### YOUR ASSIGNMENT
Using the records below, transcribe word for word the stretch from the line that contains "filename crates/matcher/src/types.rs" through the line that contains "bounds and scoring.", both end lines included, and nothing else.

### TASK INPUT
[Start of Attachment]
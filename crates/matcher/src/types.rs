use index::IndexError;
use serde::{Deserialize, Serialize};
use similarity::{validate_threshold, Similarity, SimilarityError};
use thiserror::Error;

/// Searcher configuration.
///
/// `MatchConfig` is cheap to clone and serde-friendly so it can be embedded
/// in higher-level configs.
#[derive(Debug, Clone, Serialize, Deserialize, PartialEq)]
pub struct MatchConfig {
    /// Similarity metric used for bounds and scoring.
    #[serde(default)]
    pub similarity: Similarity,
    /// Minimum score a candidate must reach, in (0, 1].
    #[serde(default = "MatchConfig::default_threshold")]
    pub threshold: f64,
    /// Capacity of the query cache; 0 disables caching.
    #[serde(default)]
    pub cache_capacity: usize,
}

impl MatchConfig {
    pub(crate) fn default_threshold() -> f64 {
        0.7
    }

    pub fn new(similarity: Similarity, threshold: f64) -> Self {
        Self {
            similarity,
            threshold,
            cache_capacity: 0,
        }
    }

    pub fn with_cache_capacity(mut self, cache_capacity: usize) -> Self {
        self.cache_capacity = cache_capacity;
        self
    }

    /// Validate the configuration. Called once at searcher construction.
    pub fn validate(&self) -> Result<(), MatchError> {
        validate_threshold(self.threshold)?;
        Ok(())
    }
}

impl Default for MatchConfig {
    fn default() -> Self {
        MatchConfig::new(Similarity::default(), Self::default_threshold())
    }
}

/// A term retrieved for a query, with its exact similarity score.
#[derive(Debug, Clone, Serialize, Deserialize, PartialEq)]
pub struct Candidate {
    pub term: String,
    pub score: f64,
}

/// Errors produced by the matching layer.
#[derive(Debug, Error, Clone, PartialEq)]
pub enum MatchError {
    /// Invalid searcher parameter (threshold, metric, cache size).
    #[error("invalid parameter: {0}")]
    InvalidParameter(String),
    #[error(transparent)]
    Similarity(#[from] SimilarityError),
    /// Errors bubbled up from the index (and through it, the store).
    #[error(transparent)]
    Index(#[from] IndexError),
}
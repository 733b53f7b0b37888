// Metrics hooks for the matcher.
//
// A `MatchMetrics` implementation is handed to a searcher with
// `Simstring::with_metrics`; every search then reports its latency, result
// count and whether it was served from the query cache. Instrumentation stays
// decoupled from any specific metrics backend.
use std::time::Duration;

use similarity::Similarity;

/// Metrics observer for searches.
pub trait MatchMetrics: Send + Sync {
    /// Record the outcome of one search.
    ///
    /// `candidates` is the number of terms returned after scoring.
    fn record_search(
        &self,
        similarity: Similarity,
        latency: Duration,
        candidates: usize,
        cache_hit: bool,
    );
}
[End of Attachment]
[Start of Attachment]
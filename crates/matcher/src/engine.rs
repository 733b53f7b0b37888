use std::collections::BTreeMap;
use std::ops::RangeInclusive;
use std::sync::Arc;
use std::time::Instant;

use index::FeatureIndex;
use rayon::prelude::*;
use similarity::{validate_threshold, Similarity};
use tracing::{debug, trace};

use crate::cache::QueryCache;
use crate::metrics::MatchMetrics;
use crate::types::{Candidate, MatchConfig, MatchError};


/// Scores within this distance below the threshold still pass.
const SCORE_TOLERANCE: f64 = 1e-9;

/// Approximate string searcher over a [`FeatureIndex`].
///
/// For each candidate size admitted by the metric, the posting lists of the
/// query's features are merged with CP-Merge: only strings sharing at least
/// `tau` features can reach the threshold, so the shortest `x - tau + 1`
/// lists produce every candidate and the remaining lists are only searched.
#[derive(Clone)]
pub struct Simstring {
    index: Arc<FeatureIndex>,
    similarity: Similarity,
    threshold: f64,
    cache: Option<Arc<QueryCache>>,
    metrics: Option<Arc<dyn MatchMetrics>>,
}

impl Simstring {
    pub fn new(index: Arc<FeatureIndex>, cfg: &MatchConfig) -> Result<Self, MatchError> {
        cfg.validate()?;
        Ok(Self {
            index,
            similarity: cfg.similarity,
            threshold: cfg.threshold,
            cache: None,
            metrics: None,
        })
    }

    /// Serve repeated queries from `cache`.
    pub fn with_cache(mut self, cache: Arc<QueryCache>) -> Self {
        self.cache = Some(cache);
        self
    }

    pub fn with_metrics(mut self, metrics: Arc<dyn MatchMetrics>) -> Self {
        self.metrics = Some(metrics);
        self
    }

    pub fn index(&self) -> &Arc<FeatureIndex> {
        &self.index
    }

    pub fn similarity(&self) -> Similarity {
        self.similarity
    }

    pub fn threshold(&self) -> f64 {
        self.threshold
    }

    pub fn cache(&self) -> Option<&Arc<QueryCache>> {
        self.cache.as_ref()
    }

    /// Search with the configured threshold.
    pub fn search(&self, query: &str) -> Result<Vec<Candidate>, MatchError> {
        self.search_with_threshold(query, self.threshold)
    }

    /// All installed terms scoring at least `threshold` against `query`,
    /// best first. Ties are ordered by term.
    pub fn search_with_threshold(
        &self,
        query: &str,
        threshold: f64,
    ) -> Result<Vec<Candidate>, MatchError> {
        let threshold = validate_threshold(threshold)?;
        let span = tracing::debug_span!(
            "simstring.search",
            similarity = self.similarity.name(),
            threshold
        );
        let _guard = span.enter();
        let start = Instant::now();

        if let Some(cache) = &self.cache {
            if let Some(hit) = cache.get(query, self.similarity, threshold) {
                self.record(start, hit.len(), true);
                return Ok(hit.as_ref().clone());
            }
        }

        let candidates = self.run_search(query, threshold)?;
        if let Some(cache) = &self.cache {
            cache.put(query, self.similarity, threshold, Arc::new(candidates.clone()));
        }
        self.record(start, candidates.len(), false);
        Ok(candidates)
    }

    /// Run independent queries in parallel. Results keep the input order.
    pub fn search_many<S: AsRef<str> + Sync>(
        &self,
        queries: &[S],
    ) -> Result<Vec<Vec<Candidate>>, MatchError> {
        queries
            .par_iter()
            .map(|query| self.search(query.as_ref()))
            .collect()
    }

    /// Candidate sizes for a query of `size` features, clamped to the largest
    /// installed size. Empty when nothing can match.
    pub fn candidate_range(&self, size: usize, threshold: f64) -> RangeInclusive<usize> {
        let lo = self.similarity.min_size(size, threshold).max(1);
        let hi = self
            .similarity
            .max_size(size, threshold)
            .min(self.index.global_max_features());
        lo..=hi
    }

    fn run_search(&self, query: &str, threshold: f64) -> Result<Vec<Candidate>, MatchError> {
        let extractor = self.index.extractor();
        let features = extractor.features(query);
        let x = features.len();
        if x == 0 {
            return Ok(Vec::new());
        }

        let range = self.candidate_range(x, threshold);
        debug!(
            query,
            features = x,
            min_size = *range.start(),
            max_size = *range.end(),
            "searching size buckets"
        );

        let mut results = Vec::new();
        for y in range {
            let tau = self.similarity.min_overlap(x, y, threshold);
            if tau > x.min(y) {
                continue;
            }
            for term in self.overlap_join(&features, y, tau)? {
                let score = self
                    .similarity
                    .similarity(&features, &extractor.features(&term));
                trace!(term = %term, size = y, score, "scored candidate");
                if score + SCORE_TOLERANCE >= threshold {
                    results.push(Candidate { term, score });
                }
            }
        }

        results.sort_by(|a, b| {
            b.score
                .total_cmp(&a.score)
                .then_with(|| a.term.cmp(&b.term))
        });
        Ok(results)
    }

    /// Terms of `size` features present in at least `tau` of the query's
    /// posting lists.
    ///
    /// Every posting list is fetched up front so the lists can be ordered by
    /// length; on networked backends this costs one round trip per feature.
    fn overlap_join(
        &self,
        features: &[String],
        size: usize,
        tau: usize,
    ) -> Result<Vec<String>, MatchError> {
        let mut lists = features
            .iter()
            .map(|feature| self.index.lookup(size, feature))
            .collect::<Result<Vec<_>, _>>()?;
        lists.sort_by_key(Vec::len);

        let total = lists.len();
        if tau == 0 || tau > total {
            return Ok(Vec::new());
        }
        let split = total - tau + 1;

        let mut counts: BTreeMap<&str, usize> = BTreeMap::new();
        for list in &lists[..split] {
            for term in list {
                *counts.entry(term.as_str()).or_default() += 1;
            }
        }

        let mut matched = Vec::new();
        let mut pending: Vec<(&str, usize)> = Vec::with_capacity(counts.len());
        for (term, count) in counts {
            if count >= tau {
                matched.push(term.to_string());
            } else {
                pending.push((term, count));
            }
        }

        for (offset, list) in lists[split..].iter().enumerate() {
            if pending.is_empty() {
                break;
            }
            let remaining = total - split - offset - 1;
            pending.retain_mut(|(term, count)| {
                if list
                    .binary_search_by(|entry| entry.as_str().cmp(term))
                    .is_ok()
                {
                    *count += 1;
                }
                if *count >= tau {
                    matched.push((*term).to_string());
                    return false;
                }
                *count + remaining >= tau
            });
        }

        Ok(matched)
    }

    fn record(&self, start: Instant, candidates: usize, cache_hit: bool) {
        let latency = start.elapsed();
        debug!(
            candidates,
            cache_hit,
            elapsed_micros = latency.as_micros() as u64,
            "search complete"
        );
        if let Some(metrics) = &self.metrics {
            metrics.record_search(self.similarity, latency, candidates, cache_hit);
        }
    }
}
[End of Attachment]
### TASK RESPONSE
filename crates/matcher/src/types.rs
use index::IndexError;
use serde::{Deserialize, Serialize};
use similarity::{validate_threshold, Similarity, SimilarityError};
use thiserror::Error;

/// Searcher configuration.
///
/// `MatchConfig` is cheap to clone and serde-friendly so it can be embedded
/// in higher-level configs.
#[derive(Debug, Clone, Serialize, Deserialize, PartialEq)]
pub struct MatchConfig {
    /// Similarity metric used for bounds and scoring.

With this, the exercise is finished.